Making Sense of the Middle East Conflict

Dr. Heather Keaney, associate professor of history and director of the Istanbul Semester at Westmont College, recently visited Gordon to shed light on the turbulence in the Middle East by sharing Sunni scholars’ response. In a lecture hosted by the Division of Social Science, she provided context to the unrest, crystallized Islam for the Christian audience, and used the prestigious Al-Azhar University as a reference point for understanding the Arab Spring.

In her talk titled, “Islamists to the right of me, heretics to the left of me, and I’m stuck here in the middle with tyrants,” Keaney explained that Al-Azhar is trying to defend the identity of the Sunni community from extremists and heretics through its unconventional allegiance to the tyrants of the region who didn’t want the Arab Spring.
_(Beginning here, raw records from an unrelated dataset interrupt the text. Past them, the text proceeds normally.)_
//! Reader CLI commands: `page`, `jump`, `open`, and `locate`.
//!
//! Each command runs one render cycle and prints the result to stdout,
//! either as text or, with `--json`, as a single JSON object.

use anyhow::Result;
use musannaf_core::{Record, ViewMode, ViewRequest};

use crate::config::Config;
use crate::viewer::{Navigation, RenderedView, Viewer};

/// Renders `request` and prints it.
pub async fn run_view(config: &Config, request: ViewRequest, json: bool) -> Result<()> {
    let viewer = Viewer::from_config(config)?;
    let view = viewer.render(&request).await?;

    if json {
        println!("{}", serde_json::to_string_pretty(&view)?);
    } else {
        print_view(&view);
    }
    Ok(())
}

/// Validates raw jump input and renders the target record.
pub async fn run_jump(config: &Config, input: &str, json: bool) -> Result<()> {
    let layout = config.layout()?;
    let id = layout.parse_jump_input(input)?;
    run_view(config, ViewRequest::jump(id), json).await
}

/// Prints where a record lives without fetching anything.
pub fn run_locate(config: &Config, input: &str) -> Result<()> {
    let layout = config.layout()?;
    let id = layout.parse_jump_input(input)?;
    let chunk = layout.resolve_jump(id)?;

    println!("record:       {}", id);
    println!("chunk:        {}", chunk);
    println!("path:         {}", chunk.path_in(&config.corpus.data_dir));
    println!("local offset: {}", layout.slice_within_chunk(id));
    println!("page:         {}", layout.page_for_record(id));
    Ok(())
}

fn print_view(view: &RenderedView) {
    for notice in &view.notices {
        println!("! {}", notice);
    }
    if !view.notices.is_empty() {
        println!();
    }

    for record in &view.records {
        print_record(record, view.highlight == record.hadith_id && view.highlight.is_some());
    }

    println!("{}", navigation_line(&view.navigation));
    if let ViewMode::Page { .. } = view.view {
        if !view.range.is_empty() {
            println!("Hadiths {}-{}", view.range.start, view.range.end);
        }
    }
}

fn print_record(record: &Record, highlight: bool) {
    let marker = if highlight { ">>" } else { "--" };
    println!("{} Hadith #{} {}", marker, record.id_label(), marker);
    if let Some(ar) = record.arabic_text.as_deref().filter(|s| !s.is_empty()) {
        println!("{}", ar);
    }
    if let Some(en) = record.english_text.as_deref().filter(|s| !s.is_empty()) {
        println!("{}", en);
    }
    println!("Narrators: {}", record.narrators_en.as_deref().unwrap_or(""));
    println!();
}

fn navigation_line(nav: &Navigation) -> String {
    let mut parts: Vec<String> = Vec::new();
    match nav {
        Navigation::Pages(w) => {
            if w.has_prev() {
                parts.push("First".to_string());
                parts.push(format!("Prev({})", w.current - 1));
            }
            if w.leading_ellipsis() {
                parts.push("...".to_string());
            }
            for p in w.pages() {
                if p == w.current {
                    parts.push(format!("[{}]", p));
                } else {
                    parts.push(p.to_string());
                }
            }
            if w.trailing_ellipsis() {
                parts.push("...".to_string());
            }
            if w.has_next() {
                parts.push(format!("Next({})", w.current + 1));
                parts.push(format!("Last({})", w.total_pages));
            }
            parts.push(format!("  Page {} of {}", w.current, w.total_pages));
        }
        Navigation::Jump(nav) => {
            parts.push("First(1)".to_string());
            if nav.has_prev() {
                parts.push(format!("Prev({})", nav.prev));
            }
            parts.push(format!("Hadith {} of {}", nav.current, nav.total));
            if nav.has_next() {
                parts.push(format!("Next({})", nav.next));
            }
            parts.push(format!("Last({})", nav.last));
        }
    }
    parts.join(" ")
}
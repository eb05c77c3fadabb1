//! Record model and chunk payload decoding.
//!
//! A chunk file is JSON in one of two shapes:
//!
//! ```json
//! [ { "hadith_id": 1, "arabic_text": "...", ... }, ... ]
//! { "hadiths": [ { "hadith_id": 1, ... }, ... ] }
//! ```
//!
//! [`decode_chunk`] recognizes both and normalizes them to a single sorted
//! `Vec<Record>`. Anything else decodes to an empty chunk flagged as
//! malformed so the caller can warn and carry on.

use serde::{Deserialize, Deserializer, Serialize};
use serde_json::Value;

/// One hadith entry. Every field may be absent in the source data.
#[derive(Debug, Clone, Default, PartialEq, Eq, Serialize, Deserialize)]
pub struct Record {
    #[serde(default, deserialize_with = "lenient_id")]
    pub hadith_id: Option<u64>,
    #[serde(default, deserialize_with = "lenient_text")]
    pub arabic_text: Option<String>,
    #[serde(default, deserialize_with = "lenient_text")]
    pub english_text: Option<String>,
    #[serde(default, deserialize_with = "lenient_text")]
    pub narrators_en: Option<String>,
}

impl Record {
    /// Display label for the id, `N/A` when missing.
    pub fn id_label(&self) -> String {
        self.hadith_id
            .map(|id| id.to_string())
            .unwrap_or_else(|| "N/A".to_string())
    }

    fn sort_key(&self) -> u64 {
        self.hadith_id.unwrap_or(0)
    }
}

/// Accepts `12`, `"12"`, or nothing.
fn lenient_id<'de, D>(deserializer: D) -> Result<Option<u64>, D::Error>
where
    D: Deserializer<'de>,
{
    let value = Option::<Value>::deserialize(deserializer)?;
    Ok(match value {
        Some(Value::Number(n)) => n
            .as_u64()
            .or_else(|| n.as_f64().filter(|f| f.fract() == 0.0 && *f >= 0.0).map(|f| f as u64)),
        Some(Value::String(s)) => s.trim().parse().ok(),
        _ => None,
    })
}

/// Accepts strings, stringifies other scalars, drops null/arrays/objects.
fn lenient_text<'de, D>(deserializer: D) -> Result<Option<String>, D::Error>
where
    D: Deserializer<'de>,
{
    let value = Option::<Value>::deserialize(deserializer)?;
    Ok(match value {
        Some(Value::String(s)) => Some(s),
        Some(Value::Number(n)) => Some(n.to_string()),
        Some(Value::Bool(b)) => Some(b.to_string()),
        _ => None,
    })
}

/// The two recognized chunk file shapes.
#[derive(Deserialize)]
#[serde(untagged)]
enum ChunkPayload {
    Bare(Vec<Record>),
    Wrapped { hadiths: Vec<Record> },
}

/// Result of decoding one chunk file.
#[derive(Debug, Clone, Default, PartialEq, Eq)]
pub struct DecodedChunk {
    /// Records sorted by `hadith_id` (missing ids sort first).
    pub records: Vec<Record>,
    /// `true` when the payload matched neither shape.
    pub malformed: bool,
}

/// Decodes raw chunk bytes into a sorted record list.
pub fn decode_chunk(bytes: &[u8]) -> DecodedChunk {
    let records = match serde_json::from_slice::<ChunkPayload>(bytes) {
        Ok(ChunkPayload::Bare(records)) | Ok(ChunkPayload::Wrapped { hadiths: records }) => {
            records
        }
        Err(_) => {
            return DecodedChunk {
                records: Vec::new(),
                malformed: true,
            }
        }
    };

    let mut records = records;
    records.sort_by_key(Record::sort_key);
    DecodedChunk {
        records,
        malformed: false,
    }
}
The complexity of the issue traces back a while. Keaney discussed the political climate in the region a year prior to the Arab Spring of 2011: “We saw that Latin America was democratizing. Asia was democratizing. And the air in the Middle East just seemed calcified with either monarchies or military dictatorships.”
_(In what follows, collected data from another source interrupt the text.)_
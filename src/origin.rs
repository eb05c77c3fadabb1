//! Network origins behind the cache gateway.
//!
//! An [`Origin`] answers a request path with an [`OriginResponse`], or fails
//! at the network layer with an [`OriginError`]. HTTP status failures such
//! as `404` are responses, not errors; only a failure to obtain any response
//! at all is an error.
//!
//! | Origin | Source |
//! |--------|--------|
//! | [`HttpOrigin`] | A static site served over HTTP(S), via `reqwest` |
//! | [`DirOrigin`] | A static site directory on local disk |

use async_trait::async_trait;
use reqwest::header::CONTENT_TYPE;
use std::path::{Component, Path, PathBuf};
use thiserror::Error;

use crate::config::Config;

/// A response as returned by an origin or replayed from the cache.
#[derive(Debug, Clone, PartialEq, Eq)]
pub struct OriginResponse {
    pub status: u16,
    pub content_type: Option<String>,
    pub body: Vec<u8>,
}

impl OriginResponse {
    pub fn ok(content_type: &str, body: impl Into<Vec<u8>>) -> Self {
        Self {
            status: 200,
            content_type: Some(content_type.to_string()),
            body: body.into(),
        }
    }

    pub fn not_found() -> Self {
        Self {
            status: 404,
            content_type: Some("text/plain; charset=utf-8".to_string()),
            body: b"Not Found".to_vec(),
        }
    }

    pub fn is_success(&self) -> bool {
        (200..300).contains(&self.status)
    }
}

#[derive(Debug, Error)]
pub enum OriginError {
    #[error("network error fetching {path}: {message}")]
    Network { path: String, message: String },
}

impl OriginError {
    fn network(path: &str, message: impl ToString) -> Self {
        OriginError::Network {
            path: path.to_string(),
            message: message.to_string(),
        }
    }
}

#[async_trait]
pub trait Origin: Send + Sync {
    /// Fetches `path` (always starting with `/`, may carry a query string).
    async fn fetch(&self, path: &str) -> Result<OriginResponse, OriginError>;
}

/// Builds the origin selected in `[origin]`.
pub fn from_config(config: &Config) -> anyhow::Result<Box<dyn Origin>> {
    match (&config.origin.base_url, &config.origin.root) {
        (Some(url), _) => Ok(Box::new(HttpOrigin::new(url)?)),
        (None, Some(root)) => Ok(Box::new(DirOrigin::new(root))),
        (None, None) => anyhow::bail!("origin: one of base_url or root must be set"),
    }
}

// ============ HTTP ============

pub struct HttpOrigin {
    client: reqwest::Client,
    base_url: String,
}

impl HttpOrigin {
    pub fn new(base_url: &str) -> anyhow::Result<Self> {
        let client = reqwest::Client::builder()
            .user_agent(concat!("musannaf/", env!("CARGO_PKG_VERSION")))
            .build()?;
        Ok(Self {
            client,
            base_url: base_url.trim_end_matches('/').to_string(),
        })
    }

    fn url_for(&self, path: &str) -> String {
        format!("{}/{}", self.base_url, path.trim_start_matches('/'))
    }
}

#[async_trait]
impl Origin for HttpOrigin {
    async fn fetch(&self, path: &str) -> Result<OriginResponse, OriginError> {
        let resp = self
            .client
            .get(self.url_for(path))
            .send()
            .await
            .map_err(|e| OriginError::network(path, e))?;

        let status = resp.status().as_u16();
        let content_type = resp
            .headers()
            .get(CONTENT_TYPE)
            .and_then(|v| v.to_str().ok())
            .map(|s| s.to_string());
        let body = resp
            .bytes()
            .await
            .map_err(|e| OriginError::network(path, e))?;

        Ok(OriginResponse {
            status,
            content_type,
            body: body.to_vec(),
        })
    }
}

// ============ Directory ============

/// Serves files under `root`. A missing root behaves like an unreachable
/// network; a missing file is a `404`.
pub struct DirOrigin {
    root: PathBuf,
}

impl DirOrigin {
    pub fn new(root: impl Into<PathBuf>) -> Self {
        Self { root: root.into() }
    }

    /// Maps a request path onto a file under the root. `None` for paths
    /// that try to leave the root.
    fn file_for(&self, path: &str) -> Option<PathBuf> {
        let path = path.split(['?', '#']).next().unwrap_or("");
        let relative = path.trim_start_matches('/');
        let relative = if relative.is_empty() || relative.ends_with('/') {
            format!("{}index.html", relative)
        } else {
            relative.to_string()
        };

        let rel = Path::new(&relative);
        if rel
            .components()
            .any(|c| !matches!(c, Component::Normal(_)))
        {
            return None;
        }
        Some(self.root.join(rel))
    }
}

#[async_trait]
impl Origin for DirOrigin {
    async fn fetch(&self, path: &str) -> Result<OriginResponse, OriginError> {
        if !tokio::fs::metadata(&self.root)
            .await
            .map(|m| m.is_dir())
            .unwrap_or(false)
        {
            return Err(OriginError::network(
                path,
                format!("origin root unavailable: {}", self.root.display()),
            ));
        }

        let Some(file) = self.file_for(path) else {
            return Ok(OriginResponse::not_found());
        };

        match tokio::fs::read(&file).await {
            Ok(body) => Ok(OriginResponse::ok(content_type_for(&file), body)),
            Err(e) if e.kind() == std::io::ErrorKind::NotFound => Ok(OriginResponse::not_found()),
            Err(e) => Err(OriginError::network(path, e)),
        }
    }
}

fn content_type_for(path: &Path) -> &'static str {
    match path.extension().and_then(|e| e.to_str()) {
        Some("json") => "application/json",
        Some("html") | Some("htm") => "text/html; charset=utf-8",
        Some("css") => "text/css; charset=utf-8",
        Some("js") => "application/javascript",
        Some("webmanifest") => "application/manifest+json",
        Some("png") => "image/png",
        Some("svg") => "image/svg+xml",
        Some("txt") => "text/plain; charset=utf-8",
        _ => "application/octet-stream",
    }
}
In fact, Keaney was one of the demonstrators on the streets of Cairo, Egypt, in January 2011, attempting to topple the country’s corrupt dictator, Hosni Mubarak. It was here that Keaney dealt firsthand with the ideology of Al-Azhar, which at that time condemned the masses on the streets for protesting an Islamist government.

“On the other hand, the Arab Spring also kicked off protests in Syria, which sadly have now continued and descended into the Syrian Civil War,” Keaney said.

Somehow, the fight for a better life has had the opposite effect on justice-seekers in the Middle East. But in Egypt, the successfully defeat of Mubarak has led to democratic elections.

Al-Azhar’s later response to the situation was, as Keaney put it, “We were wrong. We had nothing against the demonstrators. We just didn’t want bloodshed. So, our commitment was to unity, not to tyranny.”